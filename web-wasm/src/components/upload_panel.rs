//! マスタアップロードコンポーネント

use gloo::console;
use leptos::html::Input;
use leptos::prelude::*;
use leptos::task::spawn_local;
use parts_master_common::api::{self, MasterUpload};
use parts_master_common::{ClientConfig, StatusMessage};

use crate::api::client;
use crate::components::status_line::{MessageSlot, StatusLine};

#[component]
pub fn UploadPanel<F>(config: StoredValue<ClientConfig>, on_uploaded: F) -> impl IntoView
where
    F: Fn() + 'static + Clone,
{
    let file_input: NodeRef<Input> = NodeRef::new();
    let header_input: NodeRef<Input> = NodeRef::new();
    let slot = MessageSlot::new(config.with_value(|c| c.message_timeout_ms));
    let default_header_row = config.with_value(|c| c.default_header_row);

    let on_upload = move |_| {
        let file = file_input
            .get()
            .and_then(|input| input.files())
            .and_then(|files| files.get(0));
        let header_text = header_input.get().map(|i| i.value()).unwrap_or_default();

        let upload = match MasterUpload::prepare(file, &header_text, default_header_row) {
            Ok(upload) => upload,
            Err(e) => {
                slot.show(StatusMessage::from(&e));
                return;
            }
        };

        let on_uploaded = on_uploaded.clone();
        spawn_local(async move {
            let cfg = config.get_value();
            match client::upload_master(&cfg, upload).await {
                Ok(message) => {
                    slot.show(StatusMessage::success(message));
                    if let Some(input) = file_input.get() {
                        input.set_value("");
                    }
                    // マスタ閲覧タブのデータを更新
                    on_uploaded();
                }
                Err(e) => {
                    console::error!(format!("マスタアップロード失敗: {}", e));
                    slot.show(StatusMessage::from(&e));
                }
            }
        });
    };

    view! {
        <div class="upload-section">
            <h2>"部品展開マスタのアップロード"</h2>
            <div class="form-group">
                <label for="master-file">"マスタファイル（Excel / CSV）"</label>
                <input
                    type="file"
                    id="master-file"
                    accept=api::ACCEPTED_EXTENSIONS
                    node_ref=file_input
                />
            </div>
            <div class="form-group">
                <label for="header-row">"ヘッダー行"</label>
                <input
                    type="number"
                    id="header-row"
                    min=api::HEADER_ROW_MIN.to_string()
                    max=api::HEADER_ROW_MAX.to_string()
                    value=default_header_row.to_string()
                    node_ref=header_input
                />
            </div>
            <button id="upload-btn" class="btn btn-primary" on:click=on_upload>
                "アップロード"
            </button>
            <StatusLine slot=slot id="upload-message" />
        </div>
    }
}
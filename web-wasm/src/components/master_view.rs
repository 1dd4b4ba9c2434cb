//! マスタ閲覧コンポーネント
//!
//! 一覧は `MasterPanel` が更新されるたびに作り直すため、
//! 展開状態は再描画（検索・解除・再読込）で必ず折りたたみに戻る。

use leptos::ev::KeyboardEvent;
use leptos::html::Input;
use leptos::prelude::*;
use parts_master_common::message::MASTER_PLACEHOLDER;
use parts_master_common::{MasterEntryView, MasterListView, MasterPanel, MasterState, StatusMessage};

#[component]
pub fn MasterView(
    panel: RwSignal<MasterPanel>,
    state: RwSignal<MasterState>,
) -> impl IntoView {
    let search_input: NodeRef<Input> = NodeRef::new();
    let search_info = RwSignal::new(None::<StatusMessage>);

    let run_search = move || {
        let input = search_input.get().map(|i| i.value()).unwrap_or_default();
        let display = state.with_untracked(|s| s.search_display(&input));
        if let Some(next) = display.panel {
            panel.set(next);
        }
        search_info.set(Some(display.info));
    };

    let clear_search = move |_| {
        if let Some(input) = search_input.get() {
            input.set_value("");
        }
        search_info.set(None);
        if let Some(full) = state.with_untracked(|s| s.clear_display()) {
            panel.set(full);
        }
    };

    view! {
        <div class="search-section">
            <input
                type="text"
                id="search-input"
                placeholder="完成品コードまたは商品名で検索..."
                node_ref=search_input
                on:keydown=move |ev: KeyboardEvent| {
                    if ev.key() == "Enter" {
                        run_search();
                    }
                }
            />
            <button id="search-btn" class="btn btn-primary" on:click=move |_| run_search()>
                "検索"
            </button>
            <button id="clear-search-btn" class="btn btn-secondary" on:click=clear_search>
                "クリア"
            </button>
        </div>
        <div
            id="search-results-info"
            class=move || match search_info.get() {
                Some(info) => format!("search-info {}", info.kind.as_str()),
                None => "search-info".to_string(),
            }
        >
            {move || search_info.get().map(|info| info.text).unwrap_or_default()}
        </div>
        <div id="master-view-container">
            {move || match panel.get() {
                MasterPanel::Placeholder => {
                    view! { <p class="info-message">{MASTER_PLACEHOLDER}</p> }.into_any()
                }
                MasterPanel::Info(text) => view! { <p class="info-message">{text}</p> }.into_any(),
                MasterPanel::Error(text) => {
                    view! { <p class="info-message error">{text}</p> }.into_any()
                }
                MasterPanel::List(list) => view! { <MasterList list=list /> }.into_any(),
            }}
        </div>
    }
}

#[component]
fn MasterList(list: MasterListView) -> impl IntoView {
    view! {
        <div class="matching-summary">
            <div class="summary-item">
                <div class="summary-label">"完成品総数"</div>
                <div class="summary-value total">{list.total}</div>
            </div>
        </div>
        <div class="master-list">
            {list
                .entries
                .into_iter()
                .map(|entry| view! { <MasterEntry entry=entry /> })
                .collect_view()}
        </div>
    }
}

#[component]
fn MasterEntry(entry: MasterEntryView) -> impl IntoView {
    let (expanded, set_expanded) = signal(false);
    let parts_summary = entry.parts_summary();
    let code_label = format!("コード: {}", entry.finished_code);

    view! {
        <div class="master-item">
            <div
                class="master-item-header"
                class:expanded=move || expanded.get()
                on:click=move |_| set_expanded.update(|open| *open = !*open)
            >
                <div>
                    <h3>{entry.finished_name}</h3>
                    <div class="master-item-code">{code_label}</div>
                </div>
                <div class="toggle-icon">"▶"</div>
            </div>
            <div class="parts-list" class:show=move || expanded.get()>
                <p class="parts-summary">{parts_summary}</p>
                <div class="parts-container">
                    {entry
                        .parts
                        .into_iter()
                        .map(|part| {
                            let stock = part.stock_label();
                            view! {
                                <div class="part-item">
                                    <div>
                                        <div class="part-code">{part.code}</div>
                                        <div class="part-stock">{stock}</div>
                                    </div>
                                    <div class="part-qty">{format!("数量: {}個", part.qty)}</div>
                                </div>
                            }
                        })
                        .collect_view()}
                </div>
            </div>
        </div>
    }
}
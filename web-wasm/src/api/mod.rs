//! サーバーAPI

pub mod client;
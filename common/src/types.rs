//! マスタ・照合結果の型定義
//!
//! CLIとWeb(WASM)で共有される型:
//! - PartRef / MasterItem: 部品展開マスタ（完成品 → 構成部品）
//! - MasterDataset: `/api/master-data` から取得したマスタ全体
//! - MatchResult: `/api/matching` の1行分の照合結果

use serde::{Deserialize, Serialize};

/// 構成部品
#[derive(Debug, Clone, Default, PartialEq, Eq, Serialize, Deserialize)]
pub struct PartRef {
    pub code: String,

    #[serde(default)]
    pub input_qty: i64, // 入数

    #[serde(default)]
    pub box_qty: i64, // 箱数

    #[serde(default)]
    pub qty: i64, // 構成数量
}

/// 構成数量の合計
pub fn total_qty(parts: &[PartRef]) -> i64 {
    parts.iter().map(|p| p.qty).sum()
}

/// 完成品（マスタの1エントリ）
#[derive(Debug, Clone, Default, PartialEq, Eq, Serialize, Deserialize)]
pub struct MasterItem {
    pub finished_code: String,
    pub finished_name: String,
    #[serde(default)]
    pub parts: Vec<PartRef>,
}

impl MasterItem {
    /// 構成数量の合計
    pub fn total_qty(&self) -> i64 {
        total_qty(&self.parts)
    }

    /// 小文字化済みクエリがコードまたは名称に含まれるか
    pub fn matches_query(&self, lowered_query: &str) -> bool {
        self.finished_code.to_lowercase().contains(lowered_query)
            || self.finished_name.to_lowercase().contains(lowered_query)
    }
}

/// マスタ全体
///
/// `total_finished_products` はサーバー報告値で、`items.len()` と一致するとは限らない。
#[derive(Debug, Clone, Default, PartialEq, Eq)]
pub struct MasterDataset {
    pub items: Vec<MasterItem>,
    pub total_finished_products: usize,
}

impl MasterDataset {
    pub fn new(items: Vec<MasterItem>, total_finished_products: usize) -> Self {
        Self {
            items,
            total_finished_products,
        }
    }

    pub fn len(&self) -> usize {
        self.items.len()
    }

    pub fn is_empty(&self) -> bool {
        self.items.is_empty()
    }
}

/// 照合結果（1行分）
///
/// 未マッチ行は `finished_product_name` / `parts_count` / `parts` を持たない。
/// エクスポート時にそのままサーバーへ送り返すため、欠けている項目は出力しない。
#[derive(Debug, Clone, Default, PartialEq, Eq, Serialize, Deserialize)]
pub struct MatchResult {
    pub row: u32,
    pub product_code: String,
    pub matched: bool,

    #[serde(default, skip_serializing_if = "Option::is_none")]
    pub finished_product_name: Option<String>,

    #[serde(default, skip_serializing_if = "Option::is_none")]
    pub parts_count: Option<usize>,

    #[serde(default, skip_serializing_if = "Option::is_none")]
    pub parts: Option<Vec<PartRef>>,
}

impl MatchResult {
    /// 構成部品（未マッチ・欠落時は空）
    pub fn parts(&self) -> &[PartRef] {
        self.parts.as_deref().unwrap_or(&[])
    }
}

#[cfg(test)]
impl MatchResult {
    pub(crate) fn unmatched(row: u32, product_code: &str) -> Self {
        Self {
            row,
            product_code: product_code.to_string(),
            matched: false,
            ..Default::default()
        }
    }
}
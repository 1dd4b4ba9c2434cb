use indicatif::{ProgressBar, ProgressStyle};
use std::time::Duration;

/// 通信中に表示するスピナー
pub fn spinner(message: &str) -> ProgressBar {
    let pb = ProgressBar::new_spinner();
    pb.set_style(
        ProgressStyle::with_template("{spinner:.cyan} {msg}")
            .unwrap_or_else(|_| ProgressStyle::default_spinner())
            .tick_chars("⠋⠙⠹⠸⠼⠴⠦⠧⠇⠏"),
    );
    pb.set_message(message.to_string());
    pb.enable_steady_tick(Duration::from_millis(80));
    pb
}
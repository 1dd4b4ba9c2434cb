//! メッセージ欄コンポーネント
//!
//! 成功メッセージは一定時間後に消える。後から出したメッセージが
//! 古いタイマーで消されないよう、表示ごとに世代番号を進める。

use gloo::timers::callback::Timeout;
use leptos::prelude::*;
use parts_master_common::StatusMessage;

/// 1つのメッセージ欄の状態
#[derive(Clone, Copy)]
pub struct MessageSlot {
    message: RwSignal<Option<StatusMessage>>,
    generation: StoredValue<u64>,
    hide_after_ms: u32,
}

impl MessageSlot {
    pub fn new(hide_after_ms: u32) -> Self {
        Self {
            message: RwSignal::new(None),
            generation: StoredValue::new(0),
            hide_after_ms,
        }
    }

    pub fn show(&self, message: StatusMessage) {
        let generation = self.generation.get_value() + 1;
        self.generation.set_value(generation);

        let auto_hide = message.auto_hides();
        self.message.set(Some(message));

        if auto_hide {
            let slot = *self;
            Timeout::new(self.hide_after_ms, move || {
                if slot.generation.get_value() == generation {
                    slot.message.set(None);
                }
            })
            .forget();
        }
    }

    pub fn get(&self) -> Option<StatusMessage> {
        self.message.get()
    }
}

/// 表示用CSSクラス（非表示時は `message` のみ）
pub fn message_class(message: Option<&StatusMessage>) -> String {
    message
        .map(|m| m.css_class())
        .unwrap_or_else(|| "message".to_string())
}

#[component]
pub fn StatusLine(slot: MessageSlot, id: &'static str) -> impl IntoView {
    view! {
        <div id=id class=move || message_class(slot.get().as_ref())>
            {move || slot.get().map(|m| m.text).unwrap_or_default()}
        </div>
    }
}
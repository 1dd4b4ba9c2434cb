//! 画面メッセージ
//!
//! 各メッセージ欄に表示する文言と表示種別。

use crate::error::Error;

pub const SELECT_FILE: &str = "ファイルを選択してください";
pub const ENTER_KEYWORD: &str = "検索キーワードを入力してください";
pub const MASTER_NOT_LOADED: &str = "マスタが読み込まれていません";
pub const NO_MASTER_DATA: &str = "マスタデータがありません";
pub const NO_SEARCH_RESULTS: &str = "検索結果がありません";
pub const MATCHING_IN_PROGRESS: &str = "照合中...";
pub const MASTER_PLACEHOLDER: &str = "マスタをアップロードすると一覧が表示されます";
pub const MASTER_UPLOADED: &str = "マスタを読み込みました";

/// 表示種別
#[derive(Debug, Clone, Copy, PartialEq, Eq)]
pub enum MessageKind {
    Success,
    Error,
}

impl MessageKind {
    pub fn as_str(&self) -> &'static str {
        match self {
            MessageKind::Success => "success",
            MessageKind::Error => "error",
        }
    }
}

/// メッセージ欄の内容
#[derive(Debug, Clone, PartialEq, Eq)]
pub struct StatusMessage {
    pub text: String,
    pub kind: MessageKind,
}

impl StatusMessage {
    pub fn success(text: impl Into<String>) -> Self {
        Self {
            text: text.into(),
            kind: MessageKind::Success,
        }
    }

    pub fn error(text: impl Into<String>) -> Self {
        Self {
            text: text.into(),
            kind: MessageKind::Error,
        }
    }

    /// 表示用CSSクラス（`message show success` など）
    pub fn css_class(&self) -> String {
        format!("message show {}", self.kind.as_str())
    }

    /// 成功メッセージは一定時間後に自動で消える
    pub fn auto_hides(&self) -> bool {
        self.kind == MessageKind::Success
    }
}

impl From<&Error> for StatusMessage {
    fn from(error: &Error) -> Self {
        StatusMessage::error(error.to_string())
    }
}

/// 検索件数の表示: 「{query}」の検索結果: {n}件
pub fn search_count(query: &str, count: usize) -> String {
    format!("「{}」の検索結果: {}件", query, count)
}

/// サーバーがメッセージを返さなかった場合のアップロード完了表示
pub fn master_uploaded(count: Option<usize>) -> String {
    match count {
        Some(n) => format!("{}（{}件）", MASTER_UPLOADED, n),
        None => MASTER_UPLOADED.to_string(),
    }
}

/// 照合完了の表示（サーバー報告の件数を使う）
pub fn matching_complete(matched: usize, unmatched: usize, total: usize) -> String {
    format!(
        "照合完了: {}件マッチ / {}件未マッチ (合計: {}件)",
        matched, unmatched, total
    )
}

/// エクスポート失敗のアラート文言
pub fn export_failed(error: &Error) -> String {
    let detail = match error {
        Error::Transport(msg)
        | Error::Server(msg)
        | Error::Validation(msg)
        | Error::Config(msg) => msg.clone(),
        Error::Json(e) => e.to_string(),
    };
    format!("エクスポートエラー: {}", detail)
}

#[cfg(test)]
mod tests {
    use super::*;

    #[test]
    fn test_css_class() {
        assert_eq!(StatusMessage::success("ok").css_class(), "message show success");
        assert_eq!(StatusMessage::error("ng").css_class(), "message show error");
    }

    #[test]
    fn test_auto_hides_only_success() {
        assert!(StatusMessage::success("ok").auto_hides());
        assert!(!StatusMessage::error("ng").auto_hides());
    }

    #[test]
    fn test_from_transport_error_keeps_prefix() {
        let message = StatusMessage::from(&Error::Transport("Failed to fetch".into()));
        assert_eq!(message.kind, MessageKind::Error);
        assert_eq!(message.text, "エラー: Failed to fetch");
    }

    #[test]
    fn test_search_count() {
        assert_eq!(search_count("widget", 0), "「widget」の検索結果: 0件");
    }

    #[test]
    fn test_master_uploaded() {
        assert_eq!(master_uploaded(Some(4)), "マスタを読み込みました（4件）");
        assert_eq!(master_uploaded(None), "マスタを読み込みました");
    }

    #[test]
    fn test_matching_complete() {
        assert_eq!(
            matching_complete(1, 1, 2),
            "照合完了: 1件マッチ / 1件未マッチ (合計: 2件)"
        );
    }

    #[test]
    fn test_export_failed_is_not_double_prefixed() {
        let text = export_failed(&Error::Transport("Failed to fetch".into()));
        assert_eq!(text, "エクスポートエラー: Failed to fetch");
    }
}
//! タブ定義

/// 画面のタブ
#[derive(Debug, Clone, Copy, PartialEq, Eq, Default)]
pub enum Tab {
    #[default]
    Upload,
    MasterView,
    Matching,
}

impl Tab {
    pub const ALL: [Tab; 3] = [Tab::Upload, Tab::MasterView, Tab::Matching];

    /// パネルのid（ボタンの data-tab 属性と同じ）
    pub fn panel_id(&self) -> &'static str {
        match self {
            Tab::Upload => "upload",
            Tab::MasterView => "master-view",
            Tab::Matching => "matching",
        }
    }

    pub fn label(&self) -> &'static str {
        match self {
            Tab::Upload => "マスタアップロード",
            Tab::MasterView => "マスタ閲覧",
            Tab::Matching => "完成品照合",
        }
    }

    pub fn from_panel_id(id: &str) -> Option<Tab> {
        Tab::ALL.into_iter().find(|tab| tab.panel_id() == id)
    }
}

/// パネルidでタブを切り替える
///
/// 存在しないidの場合はパネルもボタンも変更しない。
pub fn select_by_panel_id(current: Tab, id: &str) -> Tab {
    Tab::from_panel_id(id).unwrap_or(current)
}
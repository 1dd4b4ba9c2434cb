//! 部品展開マスタ照合 CLIクライアント

pub mod cli;
pub mod client;
pub mod commands;
pub mod config;
pub mod error;
pub mod progress;
pub mod render;
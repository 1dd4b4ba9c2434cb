//! Parts Master Web App (Leptos + WASM)

mod api;
mod app;
mod components;
mod config;
mod export;

use wasm_bindgen::prelude::*;

#[wasm_bindgen(start)]
pub fn main() {
    console_error_panic_hook::set_once();
    gloo::console::log!("Page loaded");
    leptos::mount::mount_to_body(app::App);
}
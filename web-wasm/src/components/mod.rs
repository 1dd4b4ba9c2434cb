pub mod header;
pub mod master_view;
pub mod matching_panel;
pub mod status_line;
pub mod tab_bar;
pub mod upload_panel;
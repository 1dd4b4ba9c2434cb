use clap::Parser;
use parts_master::cli::{Cli, Commands};
use parts_master::client::HttpClient;
use parts_master::commands;
use parts_master::config::{self, Config};
use parts_master::error::Result;

#[tokio::main]
async fn main() -> Result<()> {
    let cli = Cli::parse();
    let config = Config::load()?;
    let mut stdout = std::io::stdout();

    if let Commands::Config { set_server, show } = &cli.command {
        let mut config = config;
        if let Some(url) = set_server {
            config.set_server(url)?;
            config.save()?;
            println!("✔ 接続先を保存しました: {}", config.client.api_base);
        }
        if *show || set_server.is_none() {
            commands::show_config(&config.client, &Config::config_path()?, &mut stdout)?;
        }
        return Ok(());
    }

    let env_server = std::env::var(config::SERVER_ENV).ok();
    let config = config.with_server_override(cli.server.as_deref(), env_server.as_deref())?;
    if cli.verbose {
        eprintln!("接続先: {}", config.client.api_base);
    }
    let api = HttpClient::new(config.client.clone(), cli.verbose)?;

    match cli.command {
        Commands::UploadMaster { file, header_row } => {
            println!("📤 マスタアップロード\n");
            commands::upload_master(&api, &config.client, &file, header_row, &mut stdout).await?;
        }

        Commands::Master { search, expand } => {
            println!("📋 マスタ閲覧\n");
            commands::show_master(&api, search.as_deref(), expand, &mut stdout).await?;
        }

        Commands::Match { file, export } => {
            println!("🔍 完成品照合\n");
            commands::run_matching(&api, &config.client, &file, export, &mut stdout).await?;
        }

        Commands::Config { .. } => {}
    }

    Ok(())
}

===

Restate word for word the lines above, beginning at the first one and ending at the line that carries "let file = file_input".

filename web-wasm/src/components/upload_panel.rs
//! マスタアップロードコンポーネント

use gloo::console;
use leptos::html::Input;
use leptos::prelude::*;
use leptos::task::spawn_local;
use parts_master_common::api::{self, MasterUpload};
use parts_master_common::{ClientConfig, StatusMessage};

use crate::api::client;
use crate::components::status_line::{MessageSlot, StatusLine};

#[component]
pub fn UploadPanel<F>(config: StoredValue<ClientConfig>, on_uploaded: F) -> impl IntoView
where
    F: Fn() + 'static + Clone,
{
    let file_input: NodeRef<Input> = NodeRef::new();
    let header_input: NodeRef<Input> = NodeRef::new();
    let slot = MessageSlot::new(config.with_value(|c| c.message_timeout_ms));
    let default_header_row = config.with_value(|c| c.default_header_row);

    let on_upload = move |_| {
        let file = file_input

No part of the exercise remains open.